(DATA FOR REVIEW)

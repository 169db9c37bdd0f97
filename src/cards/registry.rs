//! Card catalog for template lookup and instantiation.
//!
//! The `CardCatalog` stores every template a game can create copies of.
//! It is consumed by game setup; snapshots never reference it afterwards
//! because each copy carries its own template handle.

use std::sync::Arc;

use rustc_hash::FxHashMap;

use super::definition::{CardTemplate, TemplateId};
use super::instance::Card;
use crate::core::entity::IdAllocator;

/// Registry of card templates.
///
/// ## Example
///
/// ```
/// use rust_deckbuilder::cards::{CardCatalog, CardTemplate, TemplateId};
/// use rust_deckbuilder::core::IdAllocator;
/// use rust_deckbuilder::effects::Effect;
///
/// let mut catalog = CardCatalog::new();
/// catalog.register(
///     CardTemplate::new(TemplateId::new(0), "Copper").with_effect(Effect::add_gold(1)),
/// );
///
/// let mut ids = IdAllocator::default();
/// let a = catalog.instantiate(TemplateId::new(0), &mut ids).unwrap();
/// let b = catalog.instantiate(TemplateId::new(0), &mut ids).unwrap();
/// assert_ne!(a.id, b.id);
/// ```
#[derive(Clone, Debug, Default)]
pub struct CardCatalog {
    templates: FxHashMap<TemplateId, Arc<CardTemplate>>,
}

impl CardCatalog {
    /// Create a new empty catalog.
    #[must_use]
    pub fn new() -> Self {
        Self::default()
    }

    /// Register a template.
    ///
    /// Panics if the id is taken or the template has no effects or a
    /// negative action cost.
    pub fn register(&mut self, template: CardTemplate) {
        if self.templates.contains_key(&template.id) {
            panic!("Template with ID {:?} already registered", template.id);
        }
        if !template.is_valid() {
            panic!("Template {:?} ({}) is not playable", template.id, template.name);
        }
        self.templates.insert(template.id, Arc::new(template));
    }

    /// Get a template by ID.
    #[must_use]
    pub fn get(&self, id: TemplateId) -> Option<&Arc<CardTemplate>> {
        self.templates.get(&id)
    }

    /// Find a template by its display name.
    #[must_use]
    pub fn find_by_name(&self, name: &str) -> Option<&Arc<CardTemplate>> {
        self.templates.values().find(|t| t.name == name)
    }

    /// Check if a template ID is registered.
    #[must_use]
    pub fn contains(&self, id: TemplateId) -> bool {
        self.templates.contains_key(&id)
    }

    /// Get the number of registered templates.
    #[must_use]
    pub fn len(&self) -> usize {
        self.templates.len()
    }

    /// Check if the catalog is empty.
    #[must_use]
    pub fn is_empty(&self) -> bool {
        self.templates.is_empty()
    }

    /// Iterate over all templates.
    pub fn iter(&self) -> impl Iterator<Item = &Arc<CardTemplate>> {
        self.templates.values()
    }

    /// Create a new copy of a template with a fresh id.
    ///
    /// Returns `None` for unknown templates; no id is consumed in that case.
    pub fn instantiate(&self, id: TemplateId, ids: &mut IdAllocator) -> Option<Card> {
        let template = self.templates.get(&id)?;
        Some(Card::new(ids.alloc(), Arc::clone(template)))
    }

    /// Create `count` copies of a template.
    pub fn instantiate_many(&self, id: TemplateId, count: usize, ids: &mut IdAllocator) -> Vec<Card> {
        (0..count)
            .filter_map(|_| self.instantiate(id, ids))
            .collect()
    }
}
//! Effect resolution - applying one effect to a snapshot.
//!
//! The resolver knows nothing about the card being played: it applies a
//! single effect and reports whether resolution may continue.

use crate::core::state::{GameSnapshot, Winner};
use crate::zones;

use super::{Effect, EffectKind};

/// Result of resolving an effect.
#[derive(Clone, Copy, Debug, PartialEq, Eq)]
pub enum ResolveResult {
    /// Effect applied; resolution may continue.
    Applied,
    /// Effect needs a hand selection before it can complete.
    AwaitingSelection,
    /// Effect has nothing to do (unselected trash/discard).
    Skipped,
}

/// Resolves effects on game state.
pub struct EffectResolver;

impl EffectResolver {
    /// Apply one effect in place.
    ///
    /// Never fails. Health may go negative here; clamping happens at the
    /// end-of-turn lethality check. Enemy defeat ends the game immediately.
    pub fn resolve(state: &mut GameSnapshot, effect: &Effect) -> ResolveResult {
        log::trace!("resolving {:?} {}", effect.kind, effect.magnitude);

        match effect.kind {
            EffectKind::AddGold => state.player.gold += effect.magnitude,
            EffectKind::AddAction => state.player.actions_remaining += effect.magnitude,
            EffectKind::AddBuy => state.player.buys_remaining += effect.magnitude,
            EffectKind::AddPlayerHealth => state.player.health += effect.magnitude,

            EffectKind::DamageEnemy => {
                state.enemy.health -= effect.magnitude;
                if state.enemy.is_defeated() {
                    state.conclude(Winner::Player);
                }
            }

            EffectKind::DrawCards => {
                let count = usize::try_from(effect.magnitude).unwrap_or(0);
                zones::draw_n(&mut state.player, count, &mut state.rng);
            }

            EffectKind::TrashCards | EffectKind::DiscardCards => {
                return if effect.requires_selection {
                    ResolveResult::AwaitingSelection
                } else {
                    ResolveResult::Skipped
                };
            }
        }

        ResolveResult::Applied
    }
}

/// Apply one effect to a copy of `snapshot`.
///
/// The input is left untouched. Selection effects come back as
/// [`ResolveResult::AwaitingSelection`] with an otherwise unchanged copy.
#[must_use]
pub fn apply_effect(snapshot: &GameSnapshot, effect: &Effect) -> (GameSnapshot, ResolveResult) {
    let mut next = snapshot.clone();
    let result = EffectResolver::resolve(&mut next, effect);
    (next, result)
}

(End DATA FOR REVIEW)

Find the line with "in that case." in the material above. Reproduce it and each line after it up to and including the line with "resolving an effect.".

    /// Returns `None` for unknown templates; no id is consumed in that case.
    pub fn instantiate(&self, id: TemplateId, ids: &mut IdAllocator) -> Option<Card> {
        let template = self.templates.get(&id)?;
        Some(Card::new(ids.alloc(), Arc::clone(template)))
    }

    /// Create `count` copies of a template.
    pub fn instantiate_many(&self, id: TemplateId, count: usize, ids: &mut IdAllocator) -> Vec<Card> {
        (0..count)
            .filter_map(|_| self.instantiate(id, ids))
            .collect()
    }
}
//! Effect resolution - applying one effect to a snapshot.
//!
//! The resolver knows nothing about the card being played: it applies a
//! single effect and reports whether resolution may continue.

use crate::core::state::{GameSnapshot, Winner};
use crate::zones;

use super::{Effect, EffectKind};

/// Result of resolving an effect.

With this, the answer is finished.